“Huckleberry Finn” Should Not Be Censored, ‘Nigger’ Helps Us Understand Racism And Should Not Be Removed From Text

I deplore the word ‘nigger’.

I deplore the word ‘faggot’.

I do not want either used in common every-day conversation, and can say I have no friends that do.

But there comes a time when the  word ‘nigger’ conveys the tone and message required, such as in the book “Huckleberry Finn” that many of us read as youngsters in conjunction with “Tom Sawyer”.  At least I did.  In fact, “Huckleberry Finn” was a classroom text for me and my school peers.

I mention all this as “Huckleberry Finn” that was penned in 1884 is now being published without the word ‘nigger’.  In its place will be the more sterile word ‘slave’.  I find this censorship highly troubling.  To add salt to this wound is also the removal of the word “injun”.  Again, not  a word we want used today, but one that puts the reader into the times of which the author has constructed in his book.  (Let us not forget, it IS his book.)

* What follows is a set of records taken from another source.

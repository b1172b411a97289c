// SPDX-License-Identifier: BUSL-1.1
// Copyright (c) 2026 Alfred Jean LLC

use super::*;

fn spawned() -> Event {
    Event::Spawned {
        agent_id: AgentId::new("a1b2c3"),
        project: "api".to_string(),
        task: "fix bug".to_string(),
        profile: None,
    }
}

#[test]
fn serializes_with_type_tag() {
    let json = serde_json::to_value(spawned()).unwrap();
    assert_eq!(json["type"], "spawned");
    assert_eq!(json["agent_id"], "a1b2c3");
}

#[test]
fn unknown_type_tag_deserializes_to_custom() {
    let json = serde_json::json!({"type": "some_future_kind", "foo": "bar"});
    let event: Event = serde_json::from_value(json).unwrap();
    assert_eq!(event, Event::Custom);
}

#[test]
fn accessors_extract_agent_and_project() {
    let e = spawned();
    assert_eq!(e.agent_id().unwrap().as_str(), "a1b2c3");
    assert_eq!(e.project(), Some("api"));
    assert_eq!(e.kind(), "spawned");
}

#[test]
fn custom_has_no_agent_or_project() {
    assert_eq!(Event::Custom.agent_id(), None);
    assert_eq!(Event::Custom.project(), None);
}

#[test]
fn round_trips_through_json() {
    let e = Event::StatusChange {
        agent_id: AgentId::new("deadbe"),
        project: "web".to_string(),
        from: "working".to_string(),
        to: "idle".to_string(),
    };
    let json = e.to_payload();
    let back: Event = serde_json::from_value(json).unwrap();
    assert_eq!(back, e);
}
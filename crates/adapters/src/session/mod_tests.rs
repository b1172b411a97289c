// SPDX-License-Identifier: BUSL-1.1
// Copyright (c) 2026 Alfred Jean LLC

use super::*;

#[test]
fn control_keys_are_distinct() {
    assert_ne!(ControlKey::Enter, ControlKey::Escape);
    assert_eq!(ControlKey::CtrlC, ControlKey::CtrlC);
}

#[test]
fn session_error_messages_name_the_session() {
    let err = SessionError::NotFound("forge__api__a1b2c3".to_string());
    assert!(err.to_string().contains("forge__api__a1b2c3"));
}

#[test]
fn default_timeout_matches_spec_default() {
    assert_eq!(DEFAULT_TIMEOUT, Duration::from_secs(5));
}
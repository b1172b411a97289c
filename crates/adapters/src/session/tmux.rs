// SPDX-License-Identifier: BUSL-1.1
// Copyright (c) 2026 Alfred Jean LLC

//! Tmux-backed `SessionAdapter`. Every subprocess call is wrapped in
//! `tokio::time::timeout` so a wedged tmux server degrades into a timed-out
//! result instead of hanging the caller.

use super::{ControlKey, SessionAdapter, SessionError};
use async_trait::async_trait;
use std::path::Path;
use std::time::Duration;
use tokio::process::Command;
use tokio::time::timeout;

/// Tmux-based session adapter.
#[derive(Clone)]
pub struct TmuxAdapter {
    timeout: Duration,
}

impl Default for TmuxAdapter {
    fn default() -> Self {
        Self {
            timeout: super::DEFAULT_TIMEOUT,
        }
    }
}

impl TmuxAdapter {
    pub fn new() -> Self {
        Self::default()
    }

    /// Build an adapter with a non-default subprocess timeout, mainly for
    /// tests that want to exercise the timeout path quickly.
    pub fn with_timeout(timeout: Duration) -> Self {
        Self { timeout }
    }

    async fn run(&self, id: &str, mut cmd: Command) -> Result<std::process::Output, SessionError> {
        match timeout(self.timeout, cmd.output()).await {
            Ok(Ok(output)) => Ok(output),
            Ok(Err(e)) => Err(SessionError::CommandFailed(e.to_string())),
            Err(_) => Err(SessionError::Timeout(id.to_string())),
        }
    }
}

fn key_name(key: ControlKey) -> &'static str {
    match key {
        ControlKey::Up => "Up",
        ControlKey::Down => "Down",
        ControlKey::Left => "Left",
        ControlKey::Right => "Right",
        ControlKey::Enter => "Enter",
        ControlKey::CtrlC => "C-c",
        ControlKey::CtrlD => "C-d",
        ControlKey::CtrlT => "C-t",
        ControlKey::Escape => "Escape",
        ControlKey::Tab => "Tab",
    }
}

#[async_trait]
impl SessionAdapter for TmuxAdapter {
    async fn create(
        &self,
        name: &str,
        cwd: &Path,
        cmd: &str,
        env: &[(String, String)],
        cols: u32,
        rows: u32,
    ) -> Result<(), SessionError> {
        if !cwd.exists() {
            return Err(SessionError::SpawnFailed(format!(
                "working directory does not exist: {}",
                cwd.display()
            )));
        }

        let existing = self
            .run(name, {
                let mut c = Command::new("tmux");
                c.args(["has-session", "-t", name]);
                c
            })
            .await;
        if matches!(existing, Ok(ref o) if o.status.success()) {
            return Err(SessionError::AlreadyExists(name.to_string()));
        }

        let mut tmux_cmd = Command::new("tmux");
        tmux_cmd
            .arg("new-session")
            .arg("-d")
            .arg("-s")
            .arg(name)
            .arg("-x")
            .arg(cols.to_string())
            .arg("-y")
            .arg(rows.to_string())
            .arg("-c")
            .arg(cwd);

        for (key, value) in env {
            tmux_cmd.arg("-e").arg(format!("{}={}", key, value));
        }

        tmux_cmd.arg(cmd);

        let output = self.run(name, tmux_cmd).await?;

        if !output.status.success() {
            let stderr = String::from_utf8_lossy(&output.stderr);
            tracing::error!(session = name, stderr = %stderr, "tmux new-session failed");
            return Err(SessionError::SpawnFailed(stderr.to_string()));
        }

        if !output.stderr.is_empty() {
            let stderr = String::from_utf8_lossy(&output.stderr);
            tracing::warn!(session = name, stderr = %stderr, "tmux new-session stderr (non-fatal)");
        }

        Ok(())
    }

    async fn send_text(&self, id: &str, text: &str) -> Result<(), SessionError> {
        // -l = literal mode (no key name interpretation); -- ends option parsing
        // so text starting with `-` isn't mistaken for a flag.
        let mut cmd = Command::new("tmux");
        cmd.args(["send-keys", "-t", id, "-l", "--", text]);
        let output = self.run(id, cmd).await?;

        if !output.status.success() {
            return Err(SessionError::NotFound(id.to_string()));
        }
        Ok(())
    }

    async fn send_control(&self, id: &str, key: ControlKey) -> Result<(), SessionError> {
        let mut cmd = Command::new("tmux");
        cmd.args(["send-keys", "-t", id, key_name(key)]);
        let output = self.run(id, cmd).await?;

        if !output.status.success() {
            return Err(SessionError::NotFound(id.to_string()));
        }
        Ok(())
    }

    async fn resize(&self, id: &str, cols: u32, rows: u32) -> Result<(), SessionError> {
        let mut cmd = Command::new("tmux");
        cmd.args([
            "resize-window",
            "-t",
            id,
            "-x",
            &cols.to_string(),
            "-y",
            &rows.to_string(),
        ]);
        let output = self.run(id, cmd).await?;

        if !output.status.success() {
            return Err(SessionError::NotFound(id.to_string()));
        }
        Ok(())
    }

    async fn capture(&self, id: &str, rows: Option<u32>) -> Result<String, SessionError> {
        let mut cmd = Command::new("tmux");
        cmd.arg("capture-pane").arg("-t").arg(id).arg("-p");
        if let Some(rows) = rows {
            cmd.arg("-S").arg(format!("-{}", rows));
        } else {
            cmd.arg("-S").arg("-");
        }
        let output = self.run(id, cmd).await?;

        if !output.status.success() {
            return Err(SessionError::NotFound(id.to_string()));
        }

        Ok(String::from_utf8_lossy(&output.stdout).to_string())
    }

    async fn exists(&self, id: &str) -> Result<bool, SessionError> {
        let mut cmd = Command::new("tmux");
        cmd.args(["has-session", "-t", id]);
        let output = self.run(id, cmd).await?;
        Ok(output.status.success())
    }

    async fn kill(&self, id: &str) -> Result<(), SessionError> {
        let mut cmd = Command::new("tmux");
        cmd.args(["kill-session", "-t", id]);
        // Killing an already-dead session is not an error; ignore the result
        // beyond subprocess-level failures.
        let _ = self.run(id, cmd).await?;
        Ok(())
    }
}

#[cfg(test)]
#[path = "tmux_tests.rs"]
mod tests;
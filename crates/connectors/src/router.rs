// SPDX-License-Identifier: BUSL-1.1
// Copyright (c) 2026 Alfred Jean LLC

//! Inbound message routing and outbound state-transition notifications,
//! per spec §4.9's six routing rules and notification taxonomy.

use crate::connector::{Attachment, InboundMessage, ReplyButton};
use crate::registry::ConnectorRegistry;
use af_adapters::session::SessionAdapter;
use af_adapters::workspace;
use af_core::{Agent, AgentId, AgentStatus, Config};
use af_engine::{AgentManager, ControlAction};
use parking_lot::RwLock;
use std::sync::Arc;

/// Separates the callback id's agent and action halves, e.g.
/// `a1b2c3:approve`.
const CALLBACK_SEP: char = ':';

/// Build the `callback_id` for one action button attached to a
/// waiting-input notification.
pub fn button_callback_id(agent_id: &AgentId, action: ControlAction) -> String {
    let action = match action {
        ControlAction::Approve => "approve",
        ControlAction::Reject => "reject",
        ControlAction::Interrupt => "interrupt",
        _ => "approve",
    };
    format!("{agent_id}{CALLBACK_SEP}{action}")
}

fn parse_callback(callback_id: &str) -> Option<(AgentId, ControlAction)> {
    let (id, action) = callback_id.split_once(CALLBACK_SEP)?;
    Some((AgentId::new(id), ControlAction::parse(action)?))
}

/// Routes inbound platform traffic to agents and pushes outbound state
/// notifications back out to bound channels.
pub struct Router<S: SessionAdapter> {
    manager: Arc<AgentManager<S>>,
    config: Arc<RwLock<Config>>,
    connectors: Arc<ConnectorRegistry>,
}

impl<S: SessionAdapter> Router<S> {
    pub fn new(
        manager: Arc<AgentManager<S>>,
        config: Arc<RwLock<Config>>,
        connectors: Arc<ConnectorRegistry>,
    ) -> Self {
        Self { manager, config, connectors }
    }

    /// Every project whose `channels` list has an inbound binding to
    /// `(connector_id, channel_id)`.
    fn inbound_bound_projects(&self, connector_id: &str, channel_id: &str) -> Vec<String> {
        self.config
            .read()
            .projects
            .iter()
            .filter(|(_, p)| {
                p.channels
                    .iter()
                    .any(|c| c.connector_id == connector_id && c.channel_id == channel_id && c.inbound)
            })
            .map(|(name, _)| name.clone())
            .collect()
    }

    fn most_recent_agent(&self, project: &str) -> Option<Agent> {
        self.manager
            .by_project(project)
            .into_iter()
            .filter(|a| !a.status.is_terminal())
            .max_by_key(|a| a.created_at_epoch_ms)
    }

    /// Stage every attachment under the target agent's `.media/` directory,
    /// per rule 5, before the message text is forwarded.
    async fn stage_attachments(&self, agent: &Agent, attachments: &[Attachment]) {
        let media_dir = match workspace::ensure_media_dir(&agent.workspace_path) {
            Ok(dir) => dir,
            Err(e) => {
                tracing::warn!(agent_id = %agent.id, error = %e, "failed to stage attachments, continuing");
                return;
            }
        };
        for attachment in attachments {
            let path = media_dir.join(&attachment.file_name);
            if let Err(e) = tokio::fs::write(&path, &attachment.bytes).await {
                tracing::warn!(agent_id = %agent.id, file = %attachment.file_name, error = %e, "failed to write staged attachment");
            }
        }
    }

    async fn deliver(&self, agent: &Agent, msg: &InboundMessage) {
        self.stage_attachments(agent, &msg.attachments).await;
        if let Some(text) = &msg.text {
            if let Err(e) = self.manager.send_message(&agent.id, text).await {
                tracing::warn!(agent_id = %agent.id, error = %e, "failed to deliver inbound message");
            }
        }
    }

    /// Dispatch one inbound message per spec §4.9's routing rules.
    pub async fn handle_inbound(&self, msg: InboundMessage) {
        let bound_projects = self.inbound_bound_projects(&msg.connector_id, &msg.channel_id);
        if bound_projects.is_empty() {
            tracing::debug!(connector_id = %msg.connector_id, channel_id = %msg.channel_id, "ignoring message on an unbound channel");
            return;
        }

        if let Some(callback_id) = &msg.button_callback {
            if let Some((agent_id, action)) = parse_callback(callback_id) {
                if let Err(e) = self.manager.send_control(&agent_id, action).await {
                    tracing::warn!(agent_id = %agent_id, error = %e, "failed to apply button callback");
                }
            }
            return;
        }

        let Some(text) = msg.text.as_deref() else {
            return;
        };

        if let Some(rest) = text.strip_prefix('/') {
            self.dispatch_command(&msg, rest).await;
            return;
        }

        if let Some(rest) = text.strip_prefix('@') {
            let (target, remainder) = rest.split_once(char::is_whitespace).unwrap_or((rest, ""));
            let (project, explicit_id) = match target.split_once(':') {
                Some((p, id)) => (p, Some(id)),
                None => (target, None),
            };
            if !bound_projects.iter().any(|p| p == project) {
                return;
            }
            let agent = match explicit_id {
                Some(id) => self.manager.get(&AgentId::new(id)),
                None => self.most_recent_agent(project),
            };
            if let Some(agent) = agent {
                let mut forwarded = msg.clone();
                forwarded.text = Some(remainder.trim().to_string());
                self.deliver(&agent, &forwarded).await;
            }
            return;
        }

        if bound_projects.len() == 1 {
            if let Some(agent) = self.most_recent_agent(&bound_projects[0]) {
                self.deliver(&agent, &msg).await;
            }
        }
    }

    async fn dispatch_command(&self, msg: &InboundMessage, rest: &str) {
        let mut parts = rest.split_whitespace();
        let verb = parts.next().unwrap_or("");
        let reply = match verb {
            "status" => self.status_reply(),
            "projects" => self.projects_reply(),
            "spawn" => self.spawn_reply(parts.collect::<Vec<_>>()).await,
            "kill" => self.kill_reply(parts.next()).await,
            _ => format!("unknown command: /{rest}"),
        };
        self.reply_to(msg, &reply).await;
    }

    fn status_reply(&self) -> String {
        let agents = self.manager.list();
        if agents.is_empty() {
            return "no agents running".to_string();
        }
        agents
            .iter()
            .map(|a| format!("{} [{}] {} - {}", a.id, a.project, a.status, a.task))
            .collect::<Vec<_>>()
            .join("\n")
    }

    fn projects_reply(&self) -> String {
        let cfg = self.config.read();
        if cfg.projects.is_empty() {
            return "no projects configured".to_string();
        }
        cfg.projects
            .keys()
            .cloned()
            .collect::<Vec<_>>()
            .join(", ")
    }

    async fn spawn_reply(&self, args: Vec<&str>) -> String {
        let Some((project, task_parts)) = args.split_first() else {
            return "usage: /spawn project [task]".to_string();
        };
        let task = if task_parts.is_empty() {
            "(no task given)".to_string()
        } else {
            task_parts.join(" ")
        };
        match self.manager.spawn(project, &task, "agent", None).await {
            Ok(agent) => format!("spawned {} in {}", agent.id, project),
            Err(e) => format!("spawn failed: {e}"),
        }
    }

    async fn kill_reply(&self, id: Option<&str>) -> String {
        let Some(id) = id else {
            return "usage: /kill id".to_string();
        };
        let agent_id = AgentId::new(id);
        match self.manager.kill(&agent_id).await {
            Ok(()) => format!("killed {id}"),
            Err(e) => format!("kill failed: {e}"),
        }
    }

    async fn reply_to(&self, msg: &InboundMessage, text: &str) {
        if let Some(connector) = self.connectors.connector(&msg.connector_id) {
            let _ = connector.send_text(&msg.channel_id, text, &[]).await;
        }
    }

    /// Outbound-bound channels for a project, per rule for notifications.
    fn outbound_bindings(&self, project: &str) -> Vec<(String, String)> {
        self.config
            .read()
            .projects
            .get(project)
            .map(|p| {
                p.channels
                    .iter()
                    .filter(|c| c.outbound)
                    .map(|c| (c.connector_id.clone(), c.channel_id.clone()))
                    .collect()
            })
            .unwrap_or_default()
    }

    async fn notify(&self, agent: &Agent, text: &str, buttons: &[ReplyButton]) {
        for (connector_id, channel_id) in self.outbound_bindings(&agent.project) {
            if let Some(connector) = self.connectors.connector(&connector_id) {
                if let Err(e) = connector.send_text(&channel_id, text, buttons).await {
                    tracing::warn!(connector_id, channel_id, error = %e, "failed to deliver outbound notification");
                }
            }
        }
    }

    /// Push the taxonomic notification for a status transition, per spec
    /// §4.9. Called by the daemon's scheduler-update hook on each
    /// `AgentUpdate`. `prior` is `None` on an agent's first observed
    /// update, which always counts as a transition worth notifying —
    /// otherwise the *agent-started* notification would never fire.
    pub async fn notify_transition(&self, prior: Option<AgentStatus>, agent: &Agent) {
        if prior == Some(agent.status) {
            return;
        }
        match agent.status {
            AgentStatus::Starting => {
                self.notify(agent, &format!("agent {} started: {}", agent.id, agent.task), &[])
                    .await;
            }
            AgentStatus::WaitingInput => {
                let buttons = vec![
                    ReplyButton {
                        label: "Approve".to_string(),
                        callback_id: button_callback_id(&agent.id, ControlAction::Approve),
                    },
                    ReplyButton {
                        label: "Reject".to_string(),
                        callback_id: button_callback_id(&agent.id, ControlAction::Reject),
                    },
                    ReplyButton {
                        label: "Interrupt".to_string(),
                        callback_id: button_callback_id(&agent.id, ControlAction::Interrupt),
                    },
                ];
                self.notify(
                    agent,
                    &format!("agent {} is waiting for input", agent.id),
                    &buttons,
                )
                .await;
            }
            AgentStatus::Idle => {
                let preview = agent.last_response.as_deref().unwrap_or("(no response captured)");
                self.notify(agent, &format!("agent {} is idle: {preview}", agent.id), &[])
                    .await;
            }
            AgentStatus::Error => {
                let tail = af_core::agent::bounded_tail(&agent.last_output, 400);
                self.notify(agent, &format!("agent {} hit an error:\n{tail}", agent.id), &[])
                    .await;
            }
            AgentStatus::Stopped => {
                self.notify(agent, &format!("agent {} stopped", agent.id), &[])
                    .await;
            }
            AgentStatus::Working => {}
        }
    }
}

#[cfg(test)]
#[path = "router_tests.rs"]
mod tests;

I think it asinine to touch the words penned by Mark Twain.  I have enough problems when some in Hollywood condone colorizing old films.  But when someone remakes the words of a classic read I want to scream.

Racism was, and remains a real and troubling part of our society.  To attempt to whitewash it from a text takes away the one thing that we need more than anything else.  That being a protracted and highly engaged conversation about racism.  University scholar Alan Gribben is responsible for the censoring of “Huckleberry Finn” in what he describes as an attempt to get the book back in the hands of high school literature courses.   The edited book is soon to be published and released for sale.

While I applaud the desire to have youth read “Huckleberry Finn”, I throw-up over Gribben’s means to achieve it.  To not address racism in the manner it was presented in the book by Twain removes a great teaching moment for the folks who will read it.

Even after the many decades of work and public policy aimed to construct our society to be more equal we are still limited from a real dialogue on racism.  If we can not get over the mere usage of the word ‘nigger’ in a text as highly praised as “Huckleberry Finn” how can we move to a higher  level of awareness in our communities or legislatures when confronting racism?